# What the task requires
Your reply should reproduce each record precisely as written.

[Stored data entries]
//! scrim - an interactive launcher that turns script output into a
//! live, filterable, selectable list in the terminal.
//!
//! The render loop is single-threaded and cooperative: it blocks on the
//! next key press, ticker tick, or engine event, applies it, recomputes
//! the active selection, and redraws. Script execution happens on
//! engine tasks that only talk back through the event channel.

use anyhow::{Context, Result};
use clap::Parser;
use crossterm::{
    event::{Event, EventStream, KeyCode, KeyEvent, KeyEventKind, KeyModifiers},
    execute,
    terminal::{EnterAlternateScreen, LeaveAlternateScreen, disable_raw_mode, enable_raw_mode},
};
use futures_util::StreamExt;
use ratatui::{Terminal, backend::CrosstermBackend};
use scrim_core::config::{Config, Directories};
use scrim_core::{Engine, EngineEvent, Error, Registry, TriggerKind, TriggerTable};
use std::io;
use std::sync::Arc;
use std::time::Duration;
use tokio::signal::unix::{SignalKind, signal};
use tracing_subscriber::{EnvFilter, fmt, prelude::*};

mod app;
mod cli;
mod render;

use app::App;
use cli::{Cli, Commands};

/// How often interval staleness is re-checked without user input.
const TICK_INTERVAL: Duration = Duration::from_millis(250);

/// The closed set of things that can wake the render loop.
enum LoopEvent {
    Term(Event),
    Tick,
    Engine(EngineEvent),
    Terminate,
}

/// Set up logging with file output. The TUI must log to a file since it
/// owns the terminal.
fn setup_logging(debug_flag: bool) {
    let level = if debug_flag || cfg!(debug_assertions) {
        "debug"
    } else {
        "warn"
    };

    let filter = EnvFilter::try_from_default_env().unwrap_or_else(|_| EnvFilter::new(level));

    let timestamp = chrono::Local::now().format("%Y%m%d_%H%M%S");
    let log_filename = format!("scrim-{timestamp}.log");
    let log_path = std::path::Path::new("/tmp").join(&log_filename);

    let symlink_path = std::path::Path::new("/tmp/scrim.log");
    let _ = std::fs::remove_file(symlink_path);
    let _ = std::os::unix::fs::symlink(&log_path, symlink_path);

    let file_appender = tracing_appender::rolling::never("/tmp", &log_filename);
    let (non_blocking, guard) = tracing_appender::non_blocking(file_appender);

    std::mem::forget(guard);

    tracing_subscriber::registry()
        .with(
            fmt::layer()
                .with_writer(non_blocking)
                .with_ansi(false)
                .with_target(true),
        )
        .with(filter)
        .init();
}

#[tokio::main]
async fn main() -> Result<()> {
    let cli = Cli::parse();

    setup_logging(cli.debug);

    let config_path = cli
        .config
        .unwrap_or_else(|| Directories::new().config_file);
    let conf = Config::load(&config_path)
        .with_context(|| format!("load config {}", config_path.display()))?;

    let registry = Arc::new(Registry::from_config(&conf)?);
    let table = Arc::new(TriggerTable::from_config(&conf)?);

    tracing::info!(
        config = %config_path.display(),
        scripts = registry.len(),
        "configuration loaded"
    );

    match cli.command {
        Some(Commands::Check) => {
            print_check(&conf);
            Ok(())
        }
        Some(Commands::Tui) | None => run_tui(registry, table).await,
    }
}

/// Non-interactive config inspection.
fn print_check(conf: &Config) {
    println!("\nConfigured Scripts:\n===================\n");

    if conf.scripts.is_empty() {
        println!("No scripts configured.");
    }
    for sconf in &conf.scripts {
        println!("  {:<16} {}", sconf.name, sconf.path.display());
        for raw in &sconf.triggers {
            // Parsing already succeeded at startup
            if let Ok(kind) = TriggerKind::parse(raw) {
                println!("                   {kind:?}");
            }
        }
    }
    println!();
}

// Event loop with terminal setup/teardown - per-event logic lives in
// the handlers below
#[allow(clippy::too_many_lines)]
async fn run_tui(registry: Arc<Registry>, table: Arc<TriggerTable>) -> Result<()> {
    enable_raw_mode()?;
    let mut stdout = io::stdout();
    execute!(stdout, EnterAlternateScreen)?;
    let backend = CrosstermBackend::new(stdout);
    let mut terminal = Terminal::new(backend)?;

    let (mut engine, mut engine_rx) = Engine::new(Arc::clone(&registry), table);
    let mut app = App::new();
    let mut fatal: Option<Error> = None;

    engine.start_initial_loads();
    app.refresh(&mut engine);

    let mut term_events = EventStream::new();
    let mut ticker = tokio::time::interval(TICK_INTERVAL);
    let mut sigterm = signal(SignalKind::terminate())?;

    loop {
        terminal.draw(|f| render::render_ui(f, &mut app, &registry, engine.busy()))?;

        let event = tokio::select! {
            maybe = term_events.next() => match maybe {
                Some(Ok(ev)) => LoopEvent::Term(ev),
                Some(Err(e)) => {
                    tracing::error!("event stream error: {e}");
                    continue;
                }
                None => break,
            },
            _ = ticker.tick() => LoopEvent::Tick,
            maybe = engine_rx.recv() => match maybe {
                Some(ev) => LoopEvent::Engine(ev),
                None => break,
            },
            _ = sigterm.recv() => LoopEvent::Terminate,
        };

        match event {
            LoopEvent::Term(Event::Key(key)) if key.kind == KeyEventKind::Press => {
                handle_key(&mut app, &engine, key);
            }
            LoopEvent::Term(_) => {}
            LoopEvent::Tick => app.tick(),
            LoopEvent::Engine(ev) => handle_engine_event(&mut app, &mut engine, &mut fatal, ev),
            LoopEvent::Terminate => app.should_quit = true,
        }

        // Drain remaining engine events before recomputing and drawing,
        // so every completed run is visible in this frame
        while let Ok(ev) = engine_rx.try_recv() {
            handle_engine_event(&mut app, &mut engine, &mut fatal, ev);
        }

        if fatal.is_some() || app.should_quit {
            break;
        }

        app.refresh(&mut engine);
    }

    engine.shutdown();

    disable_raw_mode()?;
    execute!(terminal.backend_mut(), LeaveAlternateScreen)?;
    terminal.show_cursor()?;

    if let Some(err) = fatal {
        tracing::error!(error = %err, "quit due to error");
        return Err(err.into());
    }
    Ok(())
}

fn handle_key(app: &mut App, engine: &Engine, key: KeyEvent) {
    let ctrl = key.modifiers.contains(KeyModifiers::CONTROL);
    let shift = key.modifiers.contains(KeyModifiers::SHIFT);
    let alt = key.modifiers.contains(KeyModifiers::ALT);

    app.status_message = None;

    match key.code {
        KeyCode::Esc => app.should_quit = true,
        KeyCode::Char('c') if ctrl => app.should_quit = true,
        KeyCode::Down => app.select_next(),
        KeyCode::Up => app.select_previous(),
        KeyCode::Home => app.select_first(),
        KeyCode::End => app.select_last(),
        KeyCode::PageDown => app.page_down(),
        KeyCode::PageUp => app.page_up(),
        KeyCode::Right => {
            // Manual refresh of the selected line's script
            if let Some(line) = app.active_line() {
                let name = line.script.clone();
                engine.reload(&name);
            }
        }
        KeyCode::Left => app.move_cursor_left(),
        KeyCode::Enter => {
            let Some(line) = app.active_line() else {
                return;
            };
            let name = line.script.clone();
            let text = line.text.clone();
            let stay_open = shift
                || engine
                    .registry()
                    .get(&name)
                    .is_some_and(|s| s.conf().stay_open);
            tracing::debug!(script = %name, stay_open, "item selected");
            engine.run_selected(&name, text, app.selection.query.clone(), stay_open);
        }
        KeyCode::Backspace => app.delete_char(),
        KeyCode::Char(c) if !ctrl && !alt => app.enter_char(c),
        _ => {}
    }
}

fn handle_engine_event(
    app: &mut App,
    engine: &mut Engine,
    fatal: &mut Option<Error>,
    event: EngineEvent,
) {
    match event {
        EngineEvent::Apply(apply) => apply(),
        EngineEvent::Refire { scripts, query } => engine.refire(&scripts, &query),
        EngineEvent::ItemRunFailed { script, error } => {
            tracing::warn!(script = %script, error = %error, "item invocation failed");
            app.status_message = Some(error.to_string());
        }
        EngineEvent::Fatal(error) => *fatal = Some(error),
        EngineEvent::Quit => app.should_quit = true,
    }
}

# Exercise result
//! scrim - an interactive launcher that turns script output into a
//! live, filterable, selectable list in the terminal.
//!
//! The render loop is single-threaded and cooperative: it blocks on the
//! next key press, ticker tick, or engine event, applies it, recomputes
//! the active selection, and redraws. Script execution happens on
//! engine tasks that only talk back through the event channel.

use anyhow::{Context, Result};
use clap::Parser;
use crossterm::{
    event::{Event, EventStream, KeyCode, KeyEvent, KeyEventKind, KeyModifiers},
    execute,
    terminal::{EnterAlternateScreen, LeaveAlternateScreen, disable_raw_mode, enable_raw_mode},
};
use futures_util::StreamExt;
use ratatui::{Terminal, backend::CrosstermBackend};
use scrim_core::config::{Config, Directories};
use scrim_core::{Engine, EngineEvent, Error, Registry, TriggerKind, TriggerTable};
use std::io;
use std::sync::Arc;
use std::time::Duration;
use tokio::signal::unix::{SignalKind, signal};
use tracing_subscriber::{EnvFilter, fmt, prelude::*};

mod app;
mod cli;
mod render;

use app::App;
use cli::{Cli, Commands};

/// How often interval staleness is re-checked without user input.
const TICK_INTERVAL: Duration = Duration::from_millis(250);

/// The closed set of things that can wake the render loop.
enum LoopEvent {
    Term(Event),
    Tick,
    Engine(EngineEvent),
    Terminate,
}

/// Set up logging with file output. The TUI must log to a file since it
/// owns the terminal.
fn setup_logging(debug_flag: bool) {
    let level = if debug_flag || cfg!(debug_assertions) {
        "debug"
    } else {
        "warn"
    };

    let filter = EnvFilter::try_from_default_env().unwrap_or_else(|_| EnvFilter::new(level));

    let timestamp = chrono::Local::now().format("%Y%m%d_%H%M%S");
    let log_filename = format!("scrim-{timestamp}.log");
    let log_path = std::path::Path::new("/tmp").join(&log_filename);

    let symlink_path = std::path::Path::new("/tmp/scrim.log");
    let _ = std::fs::remove_file(symlink_path);
    let _ = std::os::unix::fs::symlink(&log_path, symlink_path);

    let file_appender = tracing_appender::rolling::never("/tmp", &log_filename);
    let (non_blocking, guard) = tracing_appender::non_blocking(file_appender);

    std::mem::forget(guard);

    tracing_subscriber::registry()
        .with(
            fmt::layer()
                .with_writer(non_blocking)
                .with_ansi(false)
                .with_target(true),
        )
        .with(filter)
        .init();
}

#[tokio::main]
async fn main() -> Result<()> {
    let cli = Cli::parse();

    setup_logging(cli.debug);

    let config_path = cli
        .config
        .unwrap_or_else(|| Directories::new().config_file);
    let conf = Config::load(&config_path)
        .with_context(|| format!("load config {}", config_path.display()))?;

    let registry = Arc::new(Registry::from_config(&conf)?);
    let table = Arc::new(TriggerTable::from_config(&conf)?);

    tracing::info!(
        config = %config_path.display(),
        scripts = registry.len(),
        "configuration loaded"
    );

    match cli.command {
        Some(Commands::Check) => {
            print_check(&conf);
            Ok(())
        }
        Some(Commands::Tui) | None => run_tui(registry, table).await,
    }
}

/// Non-interactive config inspection.
fn print_check(conf: &Config) {
    println!("\nConfigured Scripts:\n===================\n");

    if conf.scripts.is_empty() {
        println!("No scripts configured.");
    }
    for sconf in &conf.scripts {
        println!("  {:<16} {}", sconf.name, sconf.path.display());
        for raw in &sconf.triggers {
            // Parsing already succeeded at startup
            if let Ok(kind) = TriggerKind::parse(raw) {
                println!("                   {kind:?}");
            }
        }
    }
    println!();
}

// Event loop with terminal setup/teardown - per-event logic lives in
// the handlers below
#[allow(clippy::too_many_lines)]
async fn run_tui(registry: Arc<Registry>, table: Arc<TriggerTable>) -> Result<()> {
    enable_raw_mode()?;
    let mut stdout = io::stdout();
    execute!(stdout, EnterAlternateScreen)?;
    let backend = CrosstermBackend::new(stdout);
    let mut terminal = Terminal::new(backend)?;

    let (mut engine, mut engine_rx) = Engine::new(Arc::clone(&registry), table);
    let mut app = App::new();
    let mut fatal: Option<Error> = None;

    engine.start_initial_loads();
    app.refresh(&mut engine);

    let mut term_events = EventStream::new();
    let mut ticker = tokio::time::interval(TICK_INTERVAL);
    let mut sigterm = signal(SignalKind::terminate())?;

    loop {
        terminal.draw(|f| render::render_ui(f, &mut app, &registry, engine.busy()))?;

        let event = tokio::select! {
            maybe = term_events.next() => match maybe {
                Some(Ok(ev)) => LoopEvent::Term(ev),
                Some(Err(e)) => {
                    tracing::error!("event stream error: {e}");
                    continue;
                }
                None => break,
            },
            _ = ticker.tick() => LoopEvent::Tick,
            maybe = engine_rx.recv() => match maybe {
                Some(ev) => LoopEvent::Engine(ev),
                None => break,
            },
            _ = sigterm.recv() => LoopEvent::Terminate,
        };

        match event {
            LoopEvent::Term(Event::Key(key)) if key.kind == KeyEventKind::Press => {
                handle_key(&mut app, &engine, key);
            }
            LoopEvent::Term(_) => {}
            LoopEvent::Tick => app.tick(),
            LoopEvent::Engine(ev) => handle_engine_event(&mut app, &mut engine, &mut fatal, ev),
            LoopEvent::Terminate => app.should_quit = true,
        }

        // Drain remaining engine events before recomputing and drawing,
        // so every completed run is visible in this frame
        while let Ok(ev) = engine_rx.try_recv() {
            handle_engine_event(&mut app, &mut engine, &mut fatal, ev);
        }

        if fatal.is_some() || app.should_quit {
            break;
        }

        app.refresh(&mut engine);
    }

    engine.shutdown();

    disable_raw_mode()?;
    execute!(terminal.backend_mut(), LeaveAlternateScreen)?;
    terminal.show_cursor()?;

    if let Some(err) = fatal {
        tracing::error!(error = %err, "quit due to error");
        return Err(err.into());
    }
    Ok(())
}

fn handle_key(app: &mut App, engine: &Engine, key: KeyEvent) {
    let ctrl = key.modifiers.contains(KeyModifiers::CONTROL);
    let shift = key.modifiers.contains(KeyModifiers::SHIFT);
    let alt = key.modifiers.contains(KeyModifiers::ALT);

    app.status_message = None;

    match key.code {
        KeyCode::Esc => app.should_quit = true,
        KeyCode::Char('c') if ctrl => app.should_quit = true,
        KeyCode::Down => app.select_next(),
        KeyCode::Up => app.select_previous(),
        KeyCode::Home => app.select_first(),
        KeyCode::End => app.select_last(),
        KeyCode::PageDown => app.page_down(),
        KeyCode::PageUp => app.page_up(),
        KeyCode::Right => {
            // Manual refresh of the selected line's script
            if let Some(line) = app.active_line() {
                let name = line.script.clone();
                engine.reload(&name);
            }
        }
        KeyCode::Left => app.move_cursor_left(),
        KeyCode::Enter => {
            let Some(line) = app.active_line() else {
                return;
            };
            let name = line.script.clone();
            let text = line.text.clone();
            let stay_open = shift
                || engine
                    .registry()
                    .get(&name)
                    .is_some_and(|s| s.conf().stay_open);
            tracing::debug!(script = %name, stay_open, "item selected");
            engine.run_selected(&name, text, app.selection.query.clone(), stay_open);
        }
        KeyCode::Backspace => app.delete_char(),
        KeyCode::Char(c) if !ctrl && !alt => app.enter_char(c),
        _ => {}
    }
}

fn handle_engine_event(
    app: &mut App,
    engine: &mut Engine,
    fatal: &mut Option<Error>,
    event: EngineEvent,
) {
    match event {
        EngineEvent::Apply(apply) => apply(),
        EngineEvent::Refire { scripts, query } => engine.refire(&scripts, &query),
        EngineEvent::ItemRunFailed { script, error } => {
            tracing::warn!(script = %script, error = %error, "item invocation failed");
            app.status_message = Some(error.to_string());
        }
        EngineEvent::Fatal(error) => *fatal = Some(error),
        EngineEvent::Quit => app.should_quit = true,
    }
}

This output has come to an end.